"""
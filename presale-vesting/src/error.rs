use thiserror::Error;

#[derive(Debug, Error, PartialEq, Eq)]
pub enum VestingError {
    #[error("{field} must not be negative (got {value})")]
    Negative { field: &'static str, value: String },

    #[error("{field} is not a finite number")]
    NonFinite { field: &'static str },

    #[error("{field} must be a whole number (got {value})")]
    Fractional { field: &'static str, value: String },

    #[error("{field} is not a valid integer: {value:?}")]
    InvalidNumber { field: &'static str, value: String },

    #[error("{field} = {value} exceeds the maximum of {max}")]
    OutOfRange { field: &'static str, value: String, max: String },

    #[error("invalid token amount {0:?}")]
    InvalidAmount(String),
}
// File: presale-vesting/src/calculator.rs
use num_bigint::BigUint;
use num_traits::Zero;
use serde::{Serialize, Serializer};
use tracing::trace;

use crate::{Position, PresaleSchedule, BPS_DENOMINATOR};

/// Where a position sits on the unlock curve at a given instant.
#[derive(Clone, Copy, Debug, PartialEq, Eq, Serialize)]
#[serde(rename_all = "snake_case")]
pub enum VestingPhase {
    Refunded,
    /// Nothing was purchased.
    Empty,
    /// Zero vesting duration: everything unlocks at once.
    Immediate,
    /// Only the TGE share is unlocked.
    Cliff,
    Linear,
    Complete,
}

#[derive(Clone, Debug, PartialEq, Eq, Serialize)]
pub struct VestingBreakdown {
    pub phase: VestingPhase,
    #[serde(serialize_with = "decimal")]
    pub tge_unlocked: BigUint,
    #[serde(serialize_with = "decimal")]
    pub linear_unlocked: BigUint,
    #[serde(serialize_with = "decimal")]
    pub unlocked: BigUint,
    #[serde(serialize_with = "decimal")]
    pub claimed: BigUint,
    #[serde(serialize_with = "decimal")]
    pub claimable: BigUint,
    /// When linear accrual starts, while it has not yet started.
    pub next_unlock_ts: Option<i128>,
}

fn decimal<S: Serializer>(v: &BigUint, s: S) -> Result<S::Ok, S::Error> {
    s.collect_str(v)
}

/// TGE share of `purchased`, truncated.
pub fn tge_unlocked(schedule: &PresaleSchedule, purchased: &BigUint) -> BigUint {
    purchased * u32::from(schedule.tge_bps()) / BPS_DENOMINATOR
}

/// Full breakdown of what has unlocked for `position` at `now`.
pub fn breakdown(schedule: &PresaleSchedule, position: &Position, now: i64) -> VestingBreakdown {
    let zero = BigUint::zero();
    let empty = |phase| VestingBreakdown {
        phase,
        tge_unlocked: zero.clone(),
        linear_unlocked: zero.clone(),
        unlocked: zero.clone(),
        claimed: position.claimed.clone(),
        claimable: zero.clone(),
        next_unlock_ts: None,
    };
    if position.refunded {
        return empty(VestingPhase::Refunded);
    }
    let purchased = &position.purchased;
    if purchased.is_zero() {
        return empty(VestingPhase::Empty);
    }

    let tge = tge_unlocked(schedule, purchased);
    let vesting = schedule.vesting_seconds();
    let start = schedule.vesting_start();

    let (phase, linear, next_unlock_ts) = if vesting == 0 {
        (VestingPhase::Immediate, purchased - &tge, None)
    } else if i128::from(now) <= start {
        (VestingPhase::Cliff, BigUint::zero(), Some(start))
    } else {
        let elapsed = (i128::from(now) - start).min(i128::from(vesting));
        let remaining = purchased - &tge;
        // 0 < elapsed <= vesting <= i64::MAX
        let linear = remaining * elapsed as u64 / vesting as u64;
        let phase = if elapsed == i128::from(vesting) {
            VestingPhase::Complete
        } else {
            VestingPhase::Linear
        };
        (phase, linear, None)
    };

    let unlocked = &tge + &linear;
    let claimable = if unlocked > position.claimed {
        &unlocked - &position.claimed
    } else {
        BigUint::zero()
    };
    trace!(?phase, %unlocked, %claimable, now, "evaluated vesting");

    VestingBreakdown {
        phase,
        tge_unlocked: tge,
        linear_unlocked: linear,
        unlocked,
        claimed: position.claimed.clone(),
        claimable,
        next_unlock_ts,
    }
}

/// Amount unlocked so far, before subtracting what was already claimed.
pub fn unlocked(schedule: &PresaleSchedule, position: &Position, now: i64) -> BigUint {
    breakdown(schedule, position, now).unlocked
}

/// Amount the position may claim at `now`; never negative.
pub fn claimable(schedule: &PresaleSchedule, position: &Position, now: i64) -> BigUint {
    breakdown(schedule, position, now).claimable
}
"""
_TASK GOAL_: Give the complete material back, word for word.

_EXERCISE OUTPUT_:
filename presale-vesting/src/error.rs
use thiserror::Error;

#[derive(Debug, Error, PartialEq, Eq)]
pub enum VestingError {
    #[error("{field} must not be negative (got {value})")]
    Negative { field: &'static str, value: String },

    #[error("{field} is not a finite number")]
    NonFinite { field: &'static str },

    #[error("{field} must be a whole number (got {value})")]
    Fractional { field: &'static str, value: String },

    #[error("{field} is not a valid integer: {value:?}")]
    InvalidNumber { field: &'static str, value: String },

    #[error("{field} = {value} exceeds the maximum of {max}")]
    OutOfRange { field: &'static str, value: String, max: String },

    #[error("invalid token amount {0:?}")]
    InvalidAmount(String),
}
// File: presale-vesting/src/calculator.rs
use num_bigint::BigUint;
use num_traits::Zero;
use serde::{Serialize, Serializer};
use tracing::trace;

use crate::{Position, PresaleSchedule, BPS_DENOMINATOR};

/// Where a position sits on the unlock curve at a given instant.
#[derive(Clone, Copy, Debug, PartialEq, Eq, Serialize)]
#[serde(rename_all = "snake_case")]
pub enum VestingPhase {
    Refunded,
    /// Nothing was purchased.
    Empty,
    /// Zero vesting duration: everything unlocks at once.
    Immediate,
    /// Only the TGE share is unlocked.
    Cliff,
    Linear,
    Complete,
}

#[derive(Clone, Debug, PartialEq, Eq, Serialize)]
pub struct VestingBreakdown {
    pub phase: VestingPhase,
    #[serde(serialize_with = "decimal")]
    pub tge_unlocked: BigUint,
    #[serde(serialize_with = "decimal")]
    pub linear_unlocked: BigUint,
    #[serde(serialize_with = "decimal")]
    pub unlocked: BigUint,
    #[serde(serialize_with = "decimal")]
    pub claimed: BigUint,
    #[serde(serialize_with = "decimal")]
    pub claimable: BigUint,
    /// When linear accrual starts, while it has not yet started.
    pub next_unlock_ts: Option<i128>,
}

fn decimal<S: Serializer>(v: &BigUint, s: S) -> Result<S::Ok, S::Error> {
    s.collect_str(v)
}

/// TGE share of `purchased`, truncated.
pub fn tge_unlocked(schedule: &PresaleSchedule, purchased: &BigUint) -> BigUint {
    purchased * u32::from(schedule.tge_bps()) / BPS_DENOMINATOR
}

/// Full breakdown of what has unlocked for `position` at `now`.
pub fn breakdown(schedule: &PresaleSchedule, position: &Position, now: i64) -> VestingBreakdown {
    let zero = BigUint::zero();
    let empty = |phase| VestingBreakdown {
        phase,
        tge_unlocked: zero.clone(),
        linear_unlocked: zero.clone(),
        unlocked: zero.clone(),
        claimed: position.claimed.clone(),
        claimable: zero.clone(),
        next_unlock_ts: None,
    };
    if position.refunded {
        return empty(VestingPhase::Refunded);
    }
    let purchased = &position.purchased;
    if purchased.is_zero() {
        return empty(VestingPhase::Empty);
    }

    let tge = tge_unlocked(schedule, purchased);
    let vesting = schedule.vesting_seconds();
    let start = schedule.vesting_start();

    let (phase, linear, next_unlock_ts) = if vesting == 0 {
        (VestingPhase::Immediate, purchased - &tge, None)
    } else if i128::from(now) <= start {
        (VestingPhase::Cliff, BigUint::zero(), Some(start))
    } else {
        let elapsed = (i128::from(now) - start).min(i128::from(vesting));
        let remaining = purchased - &tge;
        // 0 < elapsed <= vesting <= i64::MAX
        let linear = remaining * elapsed as u64 / vesting as u64;
        let phase = if elapsed == i128::from(vesting) {
            VestingPhase::Complete
        } else {
            VestingPhase::Linear
        };
        (phase, linear, None)
    };

    let unlocked = &tge + &linear;
    let claimable = if unlocked > position.claimed {
        &unlocked - &position.claimed
    } else {
        BigUint::zero()
    };
    trace!(?phase, %unlocked, %claimable, now, "evaluated vesting");

    VestingBreakdown {
        phase,
        tge_unlocked: tge,
        linear_unlocked: linear,
        unlocked,
        claimed: position.claimed.clone(),
        claimable,
        next_unlock_ts,
    }
}

/// Amount unlocked so far, before subtracting what was already claimed.
pub fn unlocked(schedule: &PresaleSchedule, position: &Position, now: i64) -> BigUint {
    breakdown(schedule, position, now).unlocked
}

/// Amount the position may claim at `now`; never negative.
pub fn claimable(schedule: &PresaleSchedule, position: &Position, now: i64) -> BigUint {
    breakdown(schedule, position, now).claimable
}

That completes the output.